◆ **Supplied entries**
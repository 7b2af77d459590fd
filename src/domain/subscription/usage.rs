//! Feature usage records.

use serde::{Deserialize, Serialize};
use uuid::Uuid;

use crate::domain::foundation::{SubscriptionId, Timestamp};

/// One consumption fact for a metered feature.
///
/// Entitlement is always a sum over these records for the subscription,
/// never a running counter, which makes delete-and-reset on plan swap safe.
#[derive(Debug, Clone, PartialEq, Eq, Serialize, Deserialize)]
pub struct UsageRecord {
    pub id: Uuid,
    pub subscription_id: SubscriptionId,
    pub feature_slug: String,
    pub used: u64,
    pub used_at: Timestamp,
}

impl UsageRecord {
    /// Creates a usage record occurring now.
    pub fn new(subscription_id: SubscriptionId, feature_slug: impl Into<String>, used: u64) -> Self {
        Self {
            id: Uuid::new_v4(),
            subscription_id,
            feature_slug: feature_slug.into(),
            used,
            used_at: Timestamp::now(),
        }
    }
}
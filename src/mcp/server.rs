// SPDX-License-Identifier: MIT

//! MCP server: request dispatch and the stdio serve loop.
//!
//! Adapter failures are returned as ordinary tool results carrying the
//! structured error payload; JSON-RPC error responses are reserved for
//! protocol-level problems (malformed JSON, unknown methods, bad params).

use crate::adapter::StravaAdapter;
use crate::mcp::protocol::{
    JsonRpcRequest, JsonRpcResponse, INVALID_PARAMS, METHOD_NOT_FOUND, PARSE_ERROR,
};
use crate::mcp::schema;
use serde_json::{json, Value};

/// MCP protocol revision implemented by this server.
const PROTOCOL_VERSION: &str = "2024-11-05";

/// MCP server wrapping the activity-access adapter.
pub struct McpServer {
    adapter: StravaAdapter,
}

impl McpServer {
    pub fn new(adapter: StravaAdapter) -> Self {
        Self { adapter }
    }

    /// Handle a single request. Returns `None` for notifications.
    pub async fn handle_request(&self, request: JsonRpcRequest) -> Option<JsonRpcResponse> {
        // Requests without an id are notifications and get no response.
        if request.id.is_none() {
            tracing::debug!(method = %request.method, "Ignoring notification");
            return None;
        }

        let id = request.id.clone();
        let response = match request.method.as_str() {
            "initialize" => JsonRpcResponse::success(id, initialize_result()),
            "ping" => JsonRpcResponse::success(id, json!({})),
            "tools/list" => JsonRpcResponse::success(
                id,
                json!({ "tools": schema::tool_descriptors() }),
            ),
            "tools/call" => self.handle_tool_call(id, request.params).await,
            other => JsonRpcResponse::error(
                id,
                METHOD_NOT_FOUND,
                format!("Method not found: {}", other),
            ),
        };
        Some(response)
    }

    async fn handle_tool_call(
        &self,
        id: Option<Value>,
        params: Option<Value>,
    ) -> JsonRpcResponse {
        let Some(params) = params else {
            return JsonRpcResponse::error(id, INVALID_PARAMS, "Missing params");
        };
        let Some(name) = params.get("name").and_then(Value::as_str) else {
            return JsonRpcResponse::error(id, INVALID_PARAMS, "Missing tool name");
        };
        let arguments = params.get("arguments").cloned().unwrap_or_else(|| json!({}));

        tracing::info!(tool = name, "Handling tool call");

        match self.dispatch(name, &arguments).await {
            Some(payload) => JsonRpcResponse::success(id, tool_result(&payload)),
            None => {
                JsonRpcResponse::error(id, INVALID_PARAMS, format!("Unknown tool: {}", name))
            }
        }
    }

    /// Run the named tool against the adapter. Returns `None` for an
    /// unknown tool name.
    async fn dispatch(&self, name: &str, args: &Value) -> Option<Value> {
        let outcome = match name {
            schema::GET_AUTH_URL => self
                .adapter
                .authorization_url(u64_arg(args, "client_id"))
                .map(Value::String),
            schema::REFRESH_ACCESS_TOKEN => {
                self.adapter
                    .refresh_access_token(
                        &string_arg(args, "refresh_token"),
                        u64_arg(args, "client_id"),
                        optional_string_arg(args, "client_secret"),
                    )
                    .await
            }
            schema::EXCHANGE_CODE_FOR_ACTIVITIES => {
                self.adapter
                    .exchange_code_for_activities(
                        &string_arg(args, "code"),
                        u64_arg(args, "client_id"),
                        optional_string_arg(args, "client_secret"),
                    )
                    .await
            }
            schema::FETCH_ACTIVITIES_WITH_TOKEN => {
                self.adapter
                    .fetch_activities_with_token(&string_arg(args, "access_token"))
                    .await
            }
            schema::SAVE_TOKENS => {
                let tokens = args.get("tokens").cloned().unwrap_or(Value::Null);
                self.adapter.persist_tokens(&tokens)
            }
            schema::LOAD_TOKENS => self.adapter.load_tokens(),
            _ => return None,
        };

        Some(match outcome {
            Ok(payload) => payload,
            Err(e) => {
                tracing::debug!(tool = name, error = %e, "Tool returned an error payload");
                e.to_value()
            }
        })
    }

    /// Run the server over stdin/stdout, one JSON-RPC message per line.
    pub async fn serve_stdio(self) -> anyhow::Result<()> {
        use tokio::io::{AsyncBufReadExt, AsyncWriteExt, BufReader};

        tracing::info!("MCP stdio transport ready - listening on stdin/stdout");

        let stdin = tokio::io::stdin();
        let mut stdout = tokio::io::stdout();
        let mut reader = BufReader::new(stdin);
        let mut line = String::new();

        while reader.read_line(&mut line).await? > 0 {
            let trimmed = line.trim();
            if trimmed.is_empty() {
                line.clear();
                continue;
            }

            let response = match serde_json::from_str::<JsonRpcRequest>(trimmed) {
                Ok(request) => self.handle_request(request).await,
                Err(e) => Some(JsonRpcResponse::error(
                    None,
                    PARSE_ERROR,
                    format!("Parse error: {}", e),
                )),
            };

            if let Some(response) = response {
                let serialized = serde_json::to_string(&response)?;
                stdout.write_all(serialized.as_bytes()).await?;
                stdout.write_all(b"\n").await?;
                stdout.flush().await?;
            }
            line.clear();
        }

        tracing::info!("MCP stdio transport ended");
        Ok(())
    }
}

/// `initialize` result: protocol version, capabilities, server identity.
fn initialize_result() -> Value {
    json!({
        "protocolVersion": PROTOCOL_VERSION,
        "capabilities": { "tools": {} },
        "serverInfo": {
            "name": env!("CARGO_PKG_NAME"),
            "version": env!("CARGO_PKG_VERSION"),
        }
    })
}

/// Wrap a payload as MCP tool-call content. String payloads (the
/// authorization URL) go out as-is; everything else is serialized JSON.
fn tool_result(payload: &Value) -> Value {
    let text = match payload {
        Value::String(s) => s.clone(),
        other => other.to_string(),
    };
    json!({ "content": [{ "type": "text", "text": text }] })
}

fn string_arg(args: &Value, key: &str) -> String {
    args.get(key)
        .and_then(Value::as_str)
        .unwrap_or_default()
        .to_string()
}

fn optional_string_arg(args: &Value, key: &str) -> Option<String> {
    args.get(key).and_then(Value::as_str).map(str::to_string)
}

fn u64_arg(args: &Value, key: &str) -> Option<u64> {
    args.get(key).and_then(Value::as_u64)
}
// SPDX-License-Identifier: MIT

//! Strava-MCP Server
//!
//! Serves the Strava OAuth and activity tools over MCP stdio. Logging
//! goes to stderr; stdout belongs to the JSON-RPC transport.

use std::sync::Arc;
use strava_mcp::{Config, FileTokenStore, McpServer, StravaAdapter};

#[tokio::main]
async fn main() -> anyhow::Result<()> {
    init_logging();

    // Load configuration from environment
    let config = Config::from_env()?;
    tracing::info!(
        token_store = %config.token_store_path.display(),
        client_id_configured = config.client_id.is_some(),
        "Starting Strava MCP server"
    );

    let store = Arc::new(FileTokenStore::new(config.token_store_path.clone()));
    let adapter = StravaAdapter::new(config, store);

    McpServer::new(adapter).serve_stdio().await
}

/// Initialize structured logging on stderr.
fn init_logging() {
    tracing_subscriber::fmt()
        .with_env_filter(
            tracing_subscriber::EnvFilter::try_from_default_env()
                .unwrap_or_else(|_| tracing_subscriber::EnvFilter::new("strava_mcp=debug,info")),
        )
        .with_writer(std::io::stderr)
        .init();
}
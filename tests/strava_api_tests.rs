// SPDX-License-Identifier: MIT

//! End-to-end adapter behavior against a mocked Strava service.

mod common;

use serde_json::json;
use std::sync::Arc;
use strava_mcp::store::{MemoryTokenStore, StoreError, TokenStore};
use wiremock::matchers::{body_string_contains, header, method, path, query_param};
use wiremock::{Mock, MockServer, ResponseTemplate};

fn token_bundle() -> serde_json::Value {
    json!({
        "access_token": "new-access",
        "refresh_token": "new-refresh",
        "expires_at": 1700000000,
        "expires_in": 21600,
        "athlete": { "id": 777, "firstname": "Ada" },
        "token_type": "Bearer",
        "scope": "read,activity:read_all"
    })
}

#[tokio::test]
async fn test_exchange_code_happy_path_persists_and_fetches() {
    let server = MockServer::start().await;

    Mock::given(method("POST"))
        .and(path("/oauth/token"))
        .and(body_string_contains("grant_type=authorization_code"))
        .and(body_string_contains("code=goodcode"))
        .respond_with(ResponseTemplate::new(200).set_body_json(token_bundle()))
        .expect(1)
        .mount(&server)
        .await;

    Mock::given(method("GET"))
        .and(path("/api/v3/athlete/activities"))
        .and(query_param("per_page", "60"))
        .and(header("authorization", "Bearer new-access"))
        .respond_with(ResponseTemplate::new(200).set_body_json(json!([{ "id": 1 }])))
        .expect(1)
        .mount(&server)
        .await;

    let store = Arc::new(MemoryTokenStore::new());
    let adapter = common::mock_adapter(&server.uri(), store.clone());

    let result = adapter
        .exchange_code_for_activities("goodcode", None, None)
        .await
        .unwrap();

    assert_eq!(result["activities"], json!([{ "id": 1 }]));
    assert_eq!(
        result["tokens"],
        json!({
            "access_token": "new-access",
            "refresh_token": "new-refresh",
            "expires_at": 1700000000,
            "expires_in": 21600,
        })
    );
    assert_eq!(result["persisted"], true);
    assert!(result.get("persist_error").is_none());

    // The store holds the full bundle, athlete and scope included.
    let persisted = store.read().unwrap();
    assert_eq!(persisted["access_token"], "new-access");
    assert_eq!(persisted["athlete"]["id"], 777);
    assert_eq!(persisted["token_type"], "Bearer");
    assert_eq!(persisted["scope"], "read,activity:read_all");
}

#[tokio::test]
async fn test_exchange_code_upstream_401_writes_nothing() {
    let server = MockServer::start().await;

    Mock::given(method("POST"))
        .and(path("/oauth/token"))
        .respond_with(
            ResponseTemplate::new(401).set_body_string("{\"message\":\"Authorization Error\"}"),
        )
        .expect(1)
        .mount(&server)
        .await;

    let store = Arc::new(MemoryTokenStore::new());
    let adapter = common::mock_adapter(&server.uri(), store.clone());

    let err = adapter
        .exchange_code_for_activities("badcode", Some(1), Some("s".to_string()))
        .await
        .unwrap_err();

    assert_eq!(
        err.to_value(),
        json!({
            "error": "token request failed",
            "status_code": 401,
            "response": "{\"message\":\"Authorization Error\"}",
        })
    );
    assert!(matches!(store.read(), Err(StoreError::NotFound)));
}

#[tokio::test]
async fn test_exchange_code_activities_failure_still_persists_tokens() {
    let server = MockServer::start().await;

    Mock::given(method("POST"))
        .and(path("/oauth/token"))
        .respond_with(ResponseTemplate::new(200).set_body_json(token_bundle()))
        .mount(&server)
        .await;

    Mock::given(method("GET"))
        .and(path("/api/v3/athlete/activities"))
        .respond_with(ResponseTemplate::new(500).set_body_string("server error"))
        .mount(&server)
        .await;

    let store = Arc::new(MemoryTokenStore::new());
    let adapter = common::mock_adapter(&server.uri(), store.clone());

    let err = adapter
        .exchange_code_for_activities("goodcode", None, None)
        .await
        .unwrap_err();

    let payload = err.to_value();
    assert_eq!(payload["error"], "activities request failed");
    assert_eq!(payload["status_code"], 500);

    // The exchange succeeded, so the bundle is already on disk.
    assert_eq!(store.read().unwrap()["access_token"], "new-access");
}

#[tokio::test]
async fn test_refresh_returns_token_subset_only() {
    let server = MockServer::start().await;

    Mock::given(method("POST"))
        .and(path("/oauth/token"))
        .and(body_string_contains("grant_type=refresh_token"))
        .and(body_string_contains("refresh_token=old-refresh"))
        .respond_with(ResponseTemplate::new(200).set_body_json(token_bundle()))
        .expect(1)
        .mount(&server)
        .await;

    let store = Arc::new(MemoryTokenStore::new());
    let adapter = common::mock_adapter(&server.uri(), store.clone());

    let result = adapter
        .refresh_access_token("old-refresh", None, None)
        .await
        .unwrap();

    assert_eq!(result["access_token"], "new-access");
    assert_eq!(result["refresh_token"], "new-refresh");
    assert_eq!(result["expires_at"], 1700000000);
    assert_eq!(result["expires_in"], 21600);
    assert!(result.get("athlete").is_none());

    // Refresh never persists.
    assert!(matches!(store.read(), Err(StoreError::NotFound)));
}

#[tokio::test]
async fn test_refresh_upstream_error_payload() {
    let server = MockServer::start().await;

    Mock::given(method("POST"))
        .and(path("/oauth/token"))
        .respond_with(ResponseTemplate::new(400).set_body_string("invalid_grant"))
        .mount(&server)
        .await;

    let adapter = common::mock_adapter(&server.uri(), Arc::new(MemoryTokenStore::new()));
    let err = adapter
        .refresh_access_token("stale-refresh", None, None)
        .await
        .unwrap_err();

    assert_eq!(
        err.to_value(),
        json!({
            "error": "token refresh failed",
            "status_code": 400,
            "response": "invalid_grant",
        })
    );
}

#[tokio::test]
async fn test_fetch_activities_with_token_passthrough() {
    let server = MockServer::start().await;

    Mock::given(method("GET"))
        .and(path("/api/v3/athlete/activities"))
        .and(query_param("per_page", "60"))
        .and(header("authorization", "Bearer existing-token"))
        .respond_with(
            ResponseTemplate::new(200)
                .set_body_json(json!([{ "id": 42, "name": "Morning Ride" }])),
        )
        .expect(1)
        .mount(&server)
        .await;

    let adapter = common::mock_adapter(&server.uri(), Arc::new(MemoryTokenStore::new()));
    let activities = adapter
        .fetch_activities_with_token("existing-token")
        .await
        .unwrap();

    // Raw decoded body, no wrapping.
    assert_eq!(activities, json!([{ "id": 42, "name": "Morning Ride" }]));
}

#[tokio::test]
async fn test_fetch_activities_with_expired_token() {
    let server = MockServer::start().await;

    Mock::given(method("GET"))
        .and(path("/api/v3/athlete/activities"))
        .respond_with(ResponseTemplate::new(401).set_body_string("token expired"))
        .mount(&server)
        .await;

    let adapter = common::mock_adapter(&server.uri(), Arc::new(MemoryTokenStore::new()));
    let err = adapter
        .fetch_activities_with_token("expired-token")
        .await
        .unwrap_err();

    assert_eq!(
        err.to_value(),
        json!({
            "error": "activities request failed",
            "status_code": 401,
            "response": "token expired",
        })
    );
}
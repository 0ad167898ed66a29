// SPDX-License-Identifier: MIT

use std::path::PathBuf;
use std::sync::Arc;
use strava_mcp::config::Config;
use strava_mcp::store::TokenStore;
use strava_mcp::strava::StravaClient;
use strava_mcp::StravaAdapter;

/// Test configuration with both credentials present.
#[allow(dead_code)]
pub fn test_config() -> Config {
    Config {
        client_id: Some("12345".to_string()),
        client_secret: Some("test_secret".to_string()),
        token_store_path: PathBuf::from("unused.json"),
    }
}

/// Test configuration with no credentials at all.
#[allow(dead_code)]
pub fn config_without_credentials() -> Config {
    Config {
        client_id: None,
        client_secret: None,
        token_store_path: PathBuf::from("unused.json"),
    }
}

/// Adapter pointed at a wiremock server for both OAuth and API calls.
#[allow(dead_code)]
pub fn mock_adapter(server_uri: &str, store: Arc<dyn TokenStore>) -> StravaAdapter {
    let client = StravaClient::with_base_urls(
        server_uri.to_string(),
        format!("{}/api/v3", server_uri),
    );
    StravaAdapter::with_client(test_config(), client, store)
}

◆ **Task**
In the material above, find each line that has the string "persisted" and return it.

◆ **Answer section**
    assert_eq!(result["persisted"], true);
    let persisted = store.read().unwrap();
    assert_eq!(persisted["access_token"], "new-access");
    assert_eq!(persisted["athlete"]["id"], 777);
    assert_eq!(persisted["token_type"], "Bearer");
    assert_eq!(persisted["scope"], "read,activity:read_all");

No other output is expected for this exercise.